▶ _WORK REQUEST_:
Output exactly the lines from the one holding "pub trait OpenProbe" through the final line of the entries.

▶ _INFORMATION PROVIDED_:
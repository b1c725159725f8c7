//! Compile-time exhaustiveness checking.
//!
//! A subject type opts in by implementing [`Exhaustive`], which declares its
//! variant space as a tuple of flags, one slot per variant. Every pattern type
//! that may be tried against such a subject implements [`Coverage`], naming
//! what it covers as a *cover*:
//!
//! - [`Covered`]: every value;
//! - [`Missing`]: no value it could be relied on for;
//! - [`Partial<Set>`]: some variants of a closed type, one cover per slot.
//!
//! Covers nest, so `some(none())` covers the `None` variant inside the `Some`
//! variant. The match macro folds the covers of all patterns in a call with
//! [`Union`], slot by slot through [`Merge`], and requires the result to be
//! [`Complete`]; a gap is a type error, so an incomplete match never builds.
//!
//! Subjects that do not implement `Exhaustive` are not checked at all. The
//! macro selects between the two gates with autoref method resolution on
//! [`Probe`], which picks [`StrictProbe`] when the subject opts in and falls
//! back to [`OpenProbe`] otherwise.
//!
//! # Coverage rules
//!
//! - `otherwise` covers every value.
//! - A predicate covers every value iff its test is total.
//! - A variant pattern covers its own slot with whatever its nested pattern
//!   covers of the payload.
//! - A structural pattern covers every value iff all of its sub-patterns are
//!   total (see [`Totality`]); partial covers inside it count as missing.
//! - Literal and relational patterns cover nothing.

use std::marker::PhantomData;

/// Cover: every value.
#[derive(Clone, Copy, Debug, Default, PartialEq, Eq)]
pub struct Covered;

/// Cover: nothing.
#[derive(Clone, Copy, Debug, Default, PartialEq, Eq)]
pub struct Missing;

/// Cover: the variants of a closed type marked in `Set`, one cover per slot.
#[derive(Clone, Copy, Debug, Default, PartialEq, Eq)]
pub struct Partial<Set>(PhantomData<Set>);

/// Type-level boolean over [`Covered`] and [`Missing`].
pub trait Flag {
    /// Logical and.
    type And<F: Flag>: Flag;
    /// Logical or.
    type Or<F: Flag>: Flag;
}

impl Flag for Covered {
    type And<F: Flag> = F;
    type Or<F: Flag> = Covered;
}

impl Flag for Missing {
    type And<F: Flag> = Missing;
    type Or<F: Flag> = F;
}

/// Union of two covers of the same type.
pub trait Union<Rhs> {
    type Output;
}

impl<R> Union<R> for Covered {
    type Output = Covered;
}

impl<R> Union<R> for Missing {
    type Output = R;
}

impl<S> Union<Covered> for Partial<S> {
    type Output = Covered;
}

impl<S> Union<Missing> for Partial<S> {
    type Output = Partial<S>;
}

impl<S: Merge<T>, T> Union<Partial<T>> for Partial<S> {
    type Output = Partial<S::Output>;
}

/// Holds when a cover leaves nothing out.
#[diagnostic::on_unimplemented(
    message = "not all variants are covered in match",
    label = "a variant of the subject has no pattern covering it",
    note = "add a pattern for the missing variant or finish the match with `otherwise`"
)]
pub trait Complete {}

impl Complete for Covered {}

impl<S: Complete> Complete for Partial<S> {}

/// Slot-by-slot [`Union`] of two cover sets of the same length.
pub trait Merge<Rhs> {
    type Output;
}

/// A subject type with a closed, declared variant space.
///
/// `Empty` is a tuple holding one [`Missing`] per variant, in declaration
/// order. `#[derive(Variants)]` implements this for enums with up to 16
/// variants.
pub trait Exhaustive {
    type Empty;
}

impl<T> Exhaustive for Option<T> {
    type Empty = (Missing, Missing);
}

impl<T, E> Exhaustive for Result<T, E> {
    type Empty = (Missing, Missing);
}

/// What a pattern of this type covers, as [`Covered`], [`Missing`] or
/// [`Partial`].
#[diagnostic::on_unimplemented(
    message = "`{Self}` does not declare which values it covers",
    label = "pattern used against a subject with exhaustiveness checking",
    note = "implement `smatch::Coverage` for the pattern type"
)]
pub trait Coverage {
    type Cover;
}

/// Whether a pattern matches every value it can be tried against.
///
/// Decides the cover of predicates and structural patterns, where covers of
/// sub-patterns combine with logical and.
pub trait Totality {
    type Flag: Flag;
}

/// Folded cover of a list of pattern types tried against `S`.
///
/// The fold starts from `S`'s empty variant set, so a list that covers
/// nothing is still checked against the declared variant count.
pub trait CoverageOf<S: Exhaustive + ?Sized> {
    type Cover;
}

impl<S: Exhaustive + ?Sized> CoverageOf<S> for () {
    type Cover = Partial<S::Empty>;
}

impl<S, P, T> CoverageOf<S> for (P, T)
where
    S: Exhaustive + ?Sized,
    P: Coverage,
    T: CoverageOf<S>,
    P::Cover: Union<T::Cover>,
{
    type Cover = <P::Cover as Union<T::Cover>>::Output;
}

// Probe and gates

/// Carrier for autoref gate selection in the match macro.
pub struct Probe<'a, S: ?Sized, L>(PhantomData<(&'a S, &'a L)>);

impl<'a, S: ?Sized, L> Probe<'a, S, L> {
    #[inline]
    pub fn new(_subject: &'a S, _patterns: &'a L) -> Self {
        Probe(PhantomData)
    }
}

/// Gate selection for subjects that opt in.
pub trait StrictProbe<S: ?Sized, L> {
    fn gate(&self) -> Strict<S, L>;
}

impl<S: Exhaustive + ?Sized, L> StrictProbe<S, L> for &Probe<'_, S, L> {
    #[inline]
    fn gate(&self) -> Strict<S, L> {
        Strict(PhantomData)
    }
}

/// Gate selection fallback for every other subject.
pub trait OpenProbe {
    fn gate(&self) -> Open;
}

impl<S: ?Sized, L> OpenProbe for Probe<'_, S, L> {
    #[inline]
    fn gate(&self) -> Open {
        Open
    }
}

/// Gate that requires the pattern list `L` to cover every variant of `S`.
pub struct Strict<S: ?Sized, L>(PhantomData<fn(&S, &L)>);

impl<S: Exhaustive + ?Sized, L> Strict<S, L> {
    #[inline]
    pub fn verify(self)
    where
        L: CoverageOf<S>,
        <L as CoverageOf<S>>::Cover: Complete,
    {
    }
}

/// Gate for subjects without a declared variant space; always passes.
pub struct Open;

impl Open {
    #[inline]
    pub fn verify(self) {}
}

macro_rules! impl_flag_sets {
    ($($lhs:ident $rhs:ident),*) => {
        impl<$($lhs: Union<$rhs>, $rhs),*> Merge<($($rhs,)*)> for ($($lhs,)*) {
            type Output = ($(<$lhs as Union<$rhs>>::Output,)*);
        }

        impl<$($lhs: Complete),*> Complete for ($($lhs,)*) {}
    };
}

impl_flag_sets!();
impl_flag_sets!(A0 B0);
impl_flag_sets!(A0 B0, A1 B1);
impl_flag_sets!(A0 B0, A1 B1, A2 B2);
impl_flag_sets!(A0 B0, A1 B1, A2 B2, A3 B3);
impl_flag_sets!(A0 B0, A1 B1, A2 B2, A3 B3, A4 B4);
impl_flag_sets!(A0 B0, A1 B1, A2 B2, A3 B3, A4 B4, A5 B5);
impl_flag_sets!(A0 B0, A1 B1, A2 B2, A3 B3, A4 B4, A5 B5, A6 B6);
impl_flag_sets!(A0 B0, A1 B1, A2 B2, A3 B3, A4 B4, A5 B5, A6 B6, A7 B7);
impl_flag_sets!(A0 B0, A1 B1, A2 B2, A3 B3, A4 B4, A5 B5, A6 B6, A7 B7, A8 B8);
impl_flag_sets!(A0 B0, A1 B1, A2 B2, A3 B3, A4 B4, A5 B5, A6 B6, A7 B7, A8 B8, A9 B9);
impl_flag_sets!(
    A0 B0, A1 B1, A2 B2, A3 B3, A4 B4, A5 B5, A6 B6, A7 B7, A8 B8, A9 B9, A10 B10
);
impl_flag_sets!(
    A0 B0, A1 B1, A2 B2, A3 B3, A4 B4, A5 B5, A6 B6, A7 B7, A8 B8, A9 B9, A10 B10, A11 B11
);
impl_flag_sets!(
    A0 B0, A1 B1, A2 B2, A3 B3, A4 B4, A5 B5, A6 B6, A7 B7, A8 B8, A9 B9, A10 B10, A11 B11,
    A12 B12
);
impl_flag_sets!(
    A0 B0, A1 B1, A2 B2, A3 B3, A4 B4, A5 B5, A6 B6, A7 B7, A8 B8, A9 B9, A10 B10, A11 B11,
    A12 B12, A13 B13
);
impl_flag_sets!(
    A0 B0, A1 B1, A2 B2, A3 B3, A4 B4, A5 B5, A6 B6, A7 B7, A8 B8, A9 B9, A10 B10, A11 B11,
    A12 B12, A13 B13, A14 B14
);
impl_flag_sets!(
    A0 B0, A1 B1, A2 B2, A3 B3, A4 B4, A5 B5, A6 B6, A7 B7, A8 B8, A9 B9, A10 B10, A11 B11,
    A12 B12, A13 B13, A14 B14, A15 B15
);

▶ _EXERCISE OUTPUT_:
pub trait OpenProbe {
    fn gate(&self) -> Open;
}

impl<S: ?Sized, L> OpenProbe for Probe<'_, S, L> {
    #[inline]
    fn gate(&self) -> Open {
        Open
    }
}

/// Gate that requires the pattern list `L` to cover every variant of `S`.
pub struct Strict<S: ?Sized, L>(PhantomData<fn(&S, &L)>);

impl<S: Exhaustive + ?Sized, L> Strict<S, L> {
    #[inline]
    pub fn verify(self)
    where
        L: CoverageOf<S>,
        <L as CoverageOf<S>>::Cover: Complete,
    {
    }
}

/// Gate for subjects without a declared variant space; always passes.
pub struct Open;

impl Open {
    #[inline]
    pub fn verify(self) {}
}

macro_rules! impl_flag_sets {
    ($($lhs:ident $rhs:ident),*) => {
        impl<$($lhs: Union<$rhs>, $rhs),*> Merge<($($rhs,)*)> for ($($lhs,)*) {
            type Output = ($(<$lhs as Union<$rhs>>::Output,)*);
        }

        impl<$($lhs: Complete),*> Complete for ($($lhs,)*) {}
    };
}

impl_flag_sets!();
impl_flag_sets!(A0 B0);
impl_flag_sets!(A0 B0, A1 B1);
impl_flag_sets!(A0 B0, A1 B1, A2 B2);
impl_flag_sets!(A0 B0, A1 B1, A2 B2, A3 B3);
impl_flag_sets!(A0 B0, A1 B1, A2 B2, A3 B3, A4 B4);
impl_flag_sets!(A0 B0, A1 B1, A2 B2, A3 B3, A4 B4, A5 B5);
impl_flag_sets!(A0 B0, A1 B1, A2 B2, A3 B3, A4 B4, A5 B5, A6 B6);
impl_flag_sets!(A0 B0, A1 B1, A2 B2, A3 B3, A4 B4, A5 B5, A6 B6, A7 B7);
impl_flag_sets!(A0 B0, A1 B1, A2 B2, A3 B3, A4 B4, A5 B5, A6 B6, A7 B7, A8 B8);
impl_flag_sets!(A0 B0, A1 B1, A2 B2, A3 B3, A4 B4, A5 B5, A6 B6, A7 B7, A8 B8, A9 B9);
impl_flag_sets!(
    A0 B0, A1 B1, A2 B2, A3 B3, A4 B4, A5 B5, A6 B6, A7 B7, A8 B8, A9 B9, A10 B10
);
impl_flag_sets!(
    A0 B0, A1 B1, A2 B2, A3 B3, A4 B4, A5 B5, A6 B6, A7 B7, A8 B8, A9 B9, A10 B10, A11 B11
);
impl_flag_sets!(
    A0 B0, A1 B1, A2 B2, A3 B3, A4 B4, A5 B5, A6 B6, A7 B7, A8 B8, A9 B9, A10 B10, A11 B11,
    A12 B12
);
impl_flag_sets!(
    A0 B0, A1 B1, A2 B2, A3 B3, A4 B4, A5 B5, A6 B6, A7 B7, A8 B8, A9 B9, A10 B10, A11 B11,
    A12 B12, A13 B13
);
impl_flag_sets!(
    A0 B0, A1 B1, A2 B2, A3 B3, A4 B4, A5 B5, A6 B6, A7 B7, A8 B8, A9 B9, A10 B10, A11 B11,
    A12 B12, A13 B13, A14 B14
);
impl_flag_sets!(
    A0 B0, A1 B1, A2 B2, A3 B3, A4 B4, A5 B5, A6 B6, A7 B7, A8 B8, A9 B9, A10 B10, A11 B11,
    A12 B12, A13 B13, A14 B14, A15 B15
);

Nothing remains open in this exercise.